LIVE STREAM: White House press briefing with Sarah Huckabee Sanders (6/5/17) 11 Mins Monday's White House press briefing is scheduled for 1:30 p.m. with deputy press secretary

WASHINGTON - Monday's White House press briefing is scheduled for 1:30 p.m. with deputy press secretary Sarah Huckabee Sanders.

You can watch the daily press briefing right here on at that time.

Here's what is going on in Washington today:

Trump uses Twitter to go after London mayor

President Donald Trump is again attacking London Mayor Sadiq Khan on Twitter.

Trump tweeted Monday morning that Khan had offered a "pathetic excuse" and "had to think fast on his `no reason to be alarmed' statement."

Trump added that the media "is working hard to sell it!"

On Sunday Trump leveled an inaccurate criticism of London Mayor Sadiq Khan, saying the mayor was telling people there was "no reason to be alarmed" about the attack. The mayor had instead been telling London residents not to be concerned by a stepped-up police presence in the city following the attack.

Later Khan's spokesman said he was too busy to respond to Trump's "ill-informed" tweet.

Kellyanne Conway's husband weighs in on Trump

The husband of senior White House adviser Kellyanne Conway is taking to Twitter to criticize President Donald Trump's tweets about the administration's travel ban that has been blocked by federal courts and is now in front of the Supreme Court.

New York lawyer George T. Conway III says Trump's Monday tweets taking aim at the Justice Department "may make some ppl feel better," but won't help win a majority in the Supreme Court.
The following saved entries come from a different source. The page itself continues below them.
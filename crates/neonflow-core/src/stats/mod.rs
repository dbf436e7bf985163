//! Aggregate statistics over the session ledger.
//!
//! Only focus sessions count. Day-based queries use the calendar day of the
//! time zone carried by `now`; the weekly total is a rolling seven-day window.

mod daily;

pub use daily::{daily_breakdown, streak_days, DayStats, STREAK_LOOKBACK_DAYS};

use chrono::{DateTime, Duration, TimeZone, Utc};
use serde::{Deserialize, Serialize};

use crate::ledger::{Ledger, Session};

#[derive(Debug, Clone, Copy, Default, PartialEq, Serialize, Deserialize)]
#[serde(rename_all = "camelCase")]
pub struct WeeklyStats {
    pub total_minutes: f64,
    pub sessions_count: usize,
}

/// Focus sessions completed on `now`'s calendar day.
pub fn todays_sessions<'a, Tz: TimeZone>(ledger: &'a Ledger, now: &DateTime<Tz>) -> Vec<&'a Session> {
    let tz = now.timezone();
    let today = now.date_naive();
    ledger
        .focus_sessions()
        .filter(|s| s.completed_at.with_timezone(&tz).date_naive() == today)
        .collect()
}

/// Focus sessions completed within the seven days before `now`.
pub fn weekly_stats(ledger: &Ledger, now: &DateTime<Utc>) -> WeeklyStats {
    let since = *now - Duration::days(7);
    ledger
        .focus_sessions()
        .filter(|s| s.completed_at >= since)
        .fold(WeeklyStats::default(), |mut acc, s| {
            acc.total_minutes += s.minutes();
            acc.sessions_count += 1;
            acc
        })
}

#[cfg(test)]
mod tests {
    use super::*;
    use crate::ledger::RecordKind;
    use chrono::FixedOffset;

    fn entry(id: &str, at: DateTime<Utc>, kind: RecordKind, duration: u32) -> Session {
        Session {
            id: id.into(),
            duration,
            completed_at: at,
            kind,
            journal_entry: None,
        }
    }

    fn tz() -> FixedOffset {
        FixedOffset::east_opt(2 * 3600).unwrap()
    }

    #[test]
    fn today_respects_local_midnight() {
        let tz = tz();
        let yesterday_late = tz.with_ymd_and_hms(2024, 6, 2, 23, 59, 0).unwrap();
        let today_early = tz.with_ymd_and_hms(2024, 6, 3, 0, 1, 0).unwrap();
        let now = tz.with_ymd_and_hms(2024, 6, 3, 15, 0, 0).unwrap();

        let ledger = Ledger::from_newest_first(vec![
            entry("today", today_early.with_timezone(&Utc), RecordKind::Focus, 1500),
            entry("yesterday", yesterday_late.with_timezone(&Utc), RecordKind::Focus, 1500),
        ]);

        let ids: Vec<_> = todays_sessions(&ledger, &now).iter().map(|s| s.id.as_str()).collect();
        assert_eq!(ids, vec!["today"]);
    }

    #[test]
    fn today_excludes_breaks() {
        let now = tz().with_ymd_and_hms(2024, 6, 3, 15, 0, 0).unwrap();
        let ledger = Ledger::from_newest_first(vec![
            entry("b", now.with_timezone(&Utc), RecordKind::Break, 300),
            entry("f", now.with_timezone(&Utc), RecordKind::Focus, 1500),
        ]);
        assert_eq!(todays_sessions(&ledger, &now).len(), 1);
    }

    #[test]
    fn weekly_is_rolling_window() {
        let now = Utc.with_ymd_and_hms(2024, 6, 10, 12, 0, 0).unwrap();
        let ledger = Ledger::from_newest_first(vec![
            entry("a", now - Duration::hours(1), RecordKind::Focus, 1500),
            entry("b", now - Duration::days(6), RecordKind::Focus, 2700),
            entry("brk", now - Duration::days(1), RecordKind::Break, 300),
            entry("edge", now - Duration::days(7), RecordKind::Focus, 600),
            entry("old", now - Duration::days(7) - Duration::seconds(1), RecordKind::Focus, 1500),
        ]);
        let stats = weekly_stats(&ledger, &now);
        assert_eq!(stats.sessions_count, 3);
        assert!((stats.total_minutes - (25.0 + 45.0 + 10.0)).abs() < 1e-9);
    }

    #[test]
    fn weekly_of_empty_ledger_is_zero() {
        let now = Utc.with_ymd_and_hms(2024, 6, 10, 12, 0, 0).unwrap();
        assert_eq!(weekly_stats(&Ledger::new(), &now), WeeklyStats::default());
    }

    #[test]
    fn weekly_minutes_keep_fractions() {
        let now = Utc.with_ymd_and_hms(2024, 6, 10, 12, 0, 0).unwrap();
        let ledger = Ledger::from_newest_first(vec![entry("a", now, RecordKind::Focus, 90)]);
        assert!((weekly_stats(&ledger, &now).total_minutes - 1.5).abs() < 1e-9);
    }
}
Conway said the outcome at the high court "is what actually matters."

He takes a page from Trump's playbook to brand the whole thing, "Sad."

George Conway had been considered for at least two high-ranking Justice Department jobs, including Solicitor General. That's the lawyer who represents the president at the Supreme Court.

Kellyanne Conway on Monday condemned what she called the media's "obsession with covering everything (Trump) says on Twitter and very little of what he does as president."

Trump berates Dems of slow-walking his nominees

President Donald Trump is criticizing Democrats for not approving his nominees, but the president himself has named few candidates.

As part of a Monday morning tweetstorm, Trump posted that Democrats "are taking forever" to confirm his nominees, including ambassadors.

Trump tweets: "They are nothing but OBSTRUCTIONISTS! Want approvals."

But Trump has yet to name candidates for dozens of ambassadorships. Currently, only five nominated candidates remain unconfirmed.

For instance, Trump said he would nominate New York Jets owner Woody Johnson as ambassador to the United Kingdom but has yet to formally do so.

Moreover, of the 559 key positions that require Senate confirmation, only 63 have been formally nominated. The Partnership for Public Service, a nonpartisan watchdog group says that of those, 39 have been confirmed.

Trump assails Justice Dep't court strategy on travel ban

President Donald Trump lashed out at his own Justice Department Monday for seeking the Supreme Court's backing for a "watered down, politically correct version" of the travel ban he signed in March instead of a broader directive that was also blocked by the courts.

In a series of early morning tweets, Trump urged the Justice Department to ask for an "expedited hearing" at the high court and seek a "much tougher version" of the order temporarily blocking entry to the U.S. from a half-dozen majority Muslim countries. He called the courts, which have blocked both versions of the travel ban, "slow and political."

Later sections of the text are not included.